E depois do adeus?
A afirmação segundo a qual "depois de ... nada mais será igual" aplica-se ao "day after" da pandemia da Covid-19. O título desta reflexão é uma corruptela do sinal que, através da canção de Paulo de Carvalho, transmitida através dos Emissores Associados de Lisboa, desencadeou a revolução de 25 de Abril de 1974.
De acordo com diferentes posicionamentos que se vão conhecendo, pode estar em marcha um verdadeiro movimento revolucionário tendente a alterar e a criar outros fundamentos comportamentais e organizacionais para uma Nova Ordem Mundial. Creio que, se não forem já descobertos medicamentos (a vacina é médio prazo) poderemos estar a assistir à verificação da teoria de Charles Darwin da sobrevivência dos mais aptos e fortes.
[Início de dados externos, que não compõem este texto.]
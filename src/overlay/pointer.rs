//! Toolkit-neutral pointer events.
//!
//! The host translates its own input (Bevy mouse buttons, DOM events, ...) into
//! these before handing them to the engine.

use super::geometry::{Corner, PixelPoint};
use super::highlight::HighlightId;

#[derive(Debug, Clone, Copy, PartialEq, Eq)]
pub enum PointerKind {
    Down,
    Move,
    Up,
    /// Pointer left the page surface or the window lost focus. Finishes the
    /// current gesture like `Up`.
    Leave,
    /// Explicit abort (Escape). Reverts the current gesture.
    Cancel,
}

/// What the pointer is over.
#[derive(Debug, Clone, PartialEq, Eq)]
pub enum PointerTarget {
    /// Page surface with no highlight under the pointer.
    Canvas,
    /// Body of a highlight.
    Body(HighlightId),
    /// Corner resize handle of a highlight.
    Handle(HighlightId, Corner),
}

impl PointerTarget {
    pub fn highlight_id(&self) -> Option<&HighlightId> {
        match self {
            PointerTarget::Canvas => None,
            PointerTarget::Body(id) | PointerTarget::Handle(id, _) => Some(id),
        }
    }
}

#[derive(Debug, Clone, PartialEq)]
pub struct PointerEvent {
    pub kind: PointerKind,
    /// Position in container pixels.
    pub position: PixelPoint,
    /// Pre-resolved target; when `None` the engine hit-tests `position`.
    pub target: Option<PointerTarget>,
}

impl PointerEvent {
    pub fn new(kind: PointerKind, x: f32, y: f32) -> Self {
        Self {
            kind,
            position: PixelPoint::new(x, y),
            target: None,
        }
    }

    pub fn down(x: f32, y: f32) -> Self {
        Self::new(PointerKind::Down, x, y)
    }

    pub fn moved(x: f32, y: f32) -> Self {
        Self::new(PointerKind::Move, x, y)
    }

    pub fn up(x: f32, y: f32) -> Self {
        Self::new(PointerKind::Up, x, y)
    }

    pub fn leave(x: f32, y: f32) -> Self {
        Self::new(PointerKind::Leave, x, y)
    }

    pub fn cancel() -> Self {
        Self::new(PointerKind::Cancel, 0.0, 0.0)
    }

    pub fn with_target(mut self, target: PointerTarget) -> Self {
        self.target = Some(target);
        self
    }
}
No pior dos cenários, metade da humanidade poderá ser seriamente afectada pela pandemia (os de meia idade e os idosos) para que a outra sobreviva. Assim nascerá um mundo novo, um pouco ao jeito de Aldous Axley, só com os mais capazes, os alfas e os betas do seu magnífico livro Admirável Mundo Novo. Ainda que a pandemia seja vencida - restando saber os termos dessa vitória e os respectivos custos (se apenas com ciência médica e farmacêutica, se com holocausto humano) perante o apenas microscopicamente visível, fácil e rapidamente disseminável - filósofos, economistas, sociólogos, cientistas políticos, antropólogos e outros pensadores sociais concordam sobre a irreversibilidade das mudanças, comportamentos, efeitos e consequências da Covid-19. Muita da organização social e económica do anterior ao novo coronavírus se vai perder ou alterar e o que vai ficar vai ser apenas História.
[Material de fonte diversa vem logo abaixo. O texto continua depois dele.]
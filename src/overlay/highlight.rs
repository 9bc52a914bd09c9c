//! The highlight record and its identifiers.

use std::fmt;

use serde::{Deserialize, Serialize};

use super::geometry::HighlightRect;

/// Identifier of a highlight within one document.
///
/// Highlights drawn locally carry a `Local` id until the backend answers the
/// create call with a server id.
#[derive(Debug, Clone, PartialEq, Eq, Hash, PartialOrd, Ord)]
pub enum HighlightId {
    Local(u64),
    Server(String),
}

impl HighlightId {
    pub fn is_local(&self) -> bool {
        matches!(self, HighlightId::Local(_))
    }

    /// The id understood by the backend, if the highlight has been persisted.
    pub fn server_id(&self) -> Option<&str> {
        match self {
            HighlightId::Server(id) => Some(id),
            HighlightId::Local(_) => None,
        }
    }
}

impl fmt::Display for HighlightId {
    fn fmt(&self, f: &mut fmt::Formatter<'_>) -> fmt::Result {
        match self {
            HighlightId::Local(n) => write!(f, "local-{}", n),
            HighlightId::Server(id) => f.write_str(id),
        }
    }
}

/// A rectangular marker anchored to a document page.
#[derive(Debug, Clone, PartialEq)]
pub struct Highlight {
    pub id: HighlightId,
    pub document_id: String,
    /// 1-indexed.
    pub page_number: u32,
    pub rect: HighlightRect,
    pub color: String,
    /// Caller-owned reference (e.g. a study node); never interpreted here.
    pub owner_ref: Option<String>,
}

impl Highlight {
    /// Everything but the id, as sent to the backend on create.
    pub fn draft(&self) -> HighlightDraft {
        HighlightDraft {
            document_id: self.document_id.clone(),
            page_number: self.page_number,
            rect: self.rect,
            color: self.color.clone(),
            owner_ref: self.owner_ref.clone(),
        }
    }

    pub fn with_id(self, id: HighlightId) -> Self {
        Self { id, ..self }
    }

    /// Fields of `self` that differ from `other`, as a partial update.
    pub fn patch_from(&self, other: &Highlight) -> HighlightPatch {
        HighlightPatch {
            page_number: (self.page_number != other.page_number).then_some(self.page_number),
            rect: (!self.rect.approx_eq(&other.rect)).then_some(self.rect),
            color: (self.color != other.color).then(|| self.color.clone()),
        }
    }

    /// True when page, geometry and color all match.
    pub fn same_content(&self, other: &Highlight) -> bool {
        self.page_number == other.page_number
            && self.rect.approx_eq(&other.rect)
            && self.color == other.color
    }
}

/// Highlight content without an id, sent on create.
#[derive(Debug, Clone, PartialEq, Serialize, Deserialize)]
pub struct HighlightDraft {
    pub document_id: String,
    pub page_number: u32,
    pub rect: HighlightRect,
    pub color: String,
    pub owner_ref: Option<String>,
}

impl HighlightDraft {
    pub fn into_highlight(self, id: HighlightId) -> Highlight {
        Highlight {
            id,
            document_id: self.document_id,
            page_number: self.page_number,
            rect: self.rect,
            color: self.color,
            owner_ref: self.owner_ref,
        }
    }
}

/// Partial update; `None` fields are left untouched by the backend.
#[derive(Debug, Clone, PartialEq, Default, Serialize, Deserialize)]
pub struct HighlightPatch {
    pub page_number: Option<u32>,
    pub rect: Option<HighlightRect>,
    pub color: Option<String>,
}

impl HighlightPatch {
    pub fn is_empty(&self) -> bool {
        self.page_number.is_none() && self.rect.is_none() && self.color.is_none()
    }

    /// Apply the patch to a highlight in place.
    pub fn apply_to(&self, highlight: &mut Highlight) {
        if let Some(page) = self.page_number {
            highlight.page_number = page;
        }
        if let Some(rect) = self.rect {
            highlight.rect = rect;
        }
        if let Some(color) = &self.color {
            highlight.color = color.clone();
        }
    }
}

#[cfg(test)]
mod tests {
    use super::*;

    fn sample() -> Highlight {
        Highlight {
            id: HighlightId::Server("abc".into()),
            document_id: "doc".into(),
            page_number: 2,
            rect: HighlightRect::new(50.0, 50.0, 10.0, 5.0),
            color: "#FFFF00".into(),
            owner_ref: Some("node-1".into()),
        }
    }

    #[test]
    fn test_id_display() {
        assert_eq!(HighlightId::Local(7).to_string(), "local-7");
        assert_eq!(HighlightId::Server("f00".into()).to_string(), "f00");
        assert!(HighlightId::Local(1).is_local());
        assert_eq!(HighlightId::Server("x".into()).server_id(), Some("x"));
        assert_eq!(HighlightId::Local(1).server_id(), None);
    }

    #[test]
    fn test_patch_only_carries_changes() {
        let before = sample();
        let mut after = before.clone();
        after.rect.center_x = 60.0;

        let patch = after.patch_from(&before);
        assert_eq!(patch.rect, Some(after.rect));
        assert!(patch.page_number.is_none());
        assert!(patch.color.is_none());
        assert!(before.patch_from(&before).is_empty());
    }

    #[test]
    fn test_patch_apply() {
        let mut highlight = sample();
        let patch = HighlightPatch {
            color: Some("#FF0000".into()),
            ..Default::default()
        };
        patch.apply_to(&mut highlight);
        assert_eq!(highlight.color, "#FF0000");
        assert_eq!(highlight.rect, sample().rect);
    }

    #[test]
    fn test_draft_round_trip_keeps_content() {
        let highlight = sample();
        let restored = highlight.draft().into_highlight(HighlightId::Local(3));
        assert!(restored.same_content(&highlight));
        assert_eq!(restored.owner_ref, highlight.owner_ref);
        assert_eq!(restored.id, HighlightId::Local(3));
    }
}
Pode, na verdade, estar-se no limiar de uma Nova Ordem Mundial com uma probabilidade maior de acontecer do que a que se atribuiu à Nova Ordem Económica Internacional dos anos 80 e do tempo de Nasser, Shuarto e outros dirigentes terceiro-mundistas que almejavam, no dealbar das independências dos seus países, a construção de modelos e regimes económicos, se não socialistas, pelo menos menos capitalistas e mais sociais. Igualmente uma mudança na natureza das relações económicas, comerciais e financeiras internacionais, com menos exploração do Terceiro Mundo pelos países mais ricos e desenvolvidos.
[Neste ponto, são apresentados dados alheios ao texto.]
//! Error types for the overlay engine.
//!
//! None of these are fatal to the host: persistence failures are rolled back
//! locally, geometry errors are guarded by clamping, and undo errors are
//! no-ops.

use thiserror::Error;

use super::highlight::HighlightId;

/// Stored geometry violates the page/size invariants.
#[derive(Debug, Clone, PartialEq, Error)]
pub enum GeometryError {
    #[error("highlight geometry contains a non-finite value")]
    NotFinite,

    #[error("highlight center ({x}, {y}) lies outside the page")]
    CenterOutOfPage { x: f32, y: f32 },

    #[error("highlight size {width}x{height} outside [{min}, {max}]")]
    SizeOutOfRange {
        width: f32,
        height: f32,
        min: f32,
        max: f32,
    },
}

/// A durable create/update/delete/list call failed.
#[derive(Debug, Clone, PartialEq, Error)]
pub enum PersistenceError {
    /// Transport failure (DNS, connection refused, timeout).
    #[error("network error: {0}")]
    Network(String),

    /// The server answered with a non-success status.
    #[error("server returned {status}: {message}")]
    Status { status: u16, message: String },

    /// The response body could not be decoded.
    #[error("unexpected response: {0}")]
    Decode(String),

    /// The backend refused the operation (validation, missing record).
    #[error("rejected: {0}")]
    Rejected(String),
}

/// Why an undo or redo request did nothing.
#[derive(Debug, Clone, PartialEq, Eq, Error)]
pub enum UndoError {
    /// The undo (or redo) stack is empty.
    #[error("history is empty")]
    Unavailable,

    /// The entry targets a highlight with a persistence call in flight.
    #[error("highlight {0} has a pending change")]
    Busy(HighlightId),

    /// The entry targets a highlight that is no longer loaded; it was dropped.
    #[error("highlight {0} is no longer loaded")]
    Missing(HighlightId),
}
Economistas como Arghiri Emmanuel chegaram, mesmo, a falar num proletariado explorador, referindo-se aos benefícios das classes trabalhadoras dos países mais desenvolvidos nas suas relações comerciais com os países menos estruturados. O que não foi possível pelas negociações, argumentações e o deslocamento geográfico de alguns centros de produção, agora um simples vírus parece estar na iminência de o conseguir. Paradoxal? Talvez, mas sem deixar de se pensar que a natureza tem os seus mecanismos de reacção a agressões e a saturação do ambiente às excessivas emissões de carbono pode ter levado ao aparecimento deste vírus ao provocar, como tentativa de debelação da multiplicação dos casos infeciosos, ao confinamento social e à obrigatoriedade de permanência em casa.
Que aspectos podem sustentar esta teoria da emergência de uma Nova Ordem Mundial? Não sei se o mais importante não se vai passar ao nível da reestruturação do sistema produtivo global, com a confirmação do deslocamento de importantes centros de decisão económica e política para a Ásia. Poderá ser o reavivar do confronto entre o "soft power" (China e associados) e o "hard power", simbolizado pelos Estados Unidos e agravado pela desastrosa administração trumpista? A China (contra tudo do que possa ser acusada) aparentemente já saiu da crise sanitária e está a colocar-se na dianteira da recuperação da sua economia, ganhando vantagem na corrida contra os EUA e a União Europeia.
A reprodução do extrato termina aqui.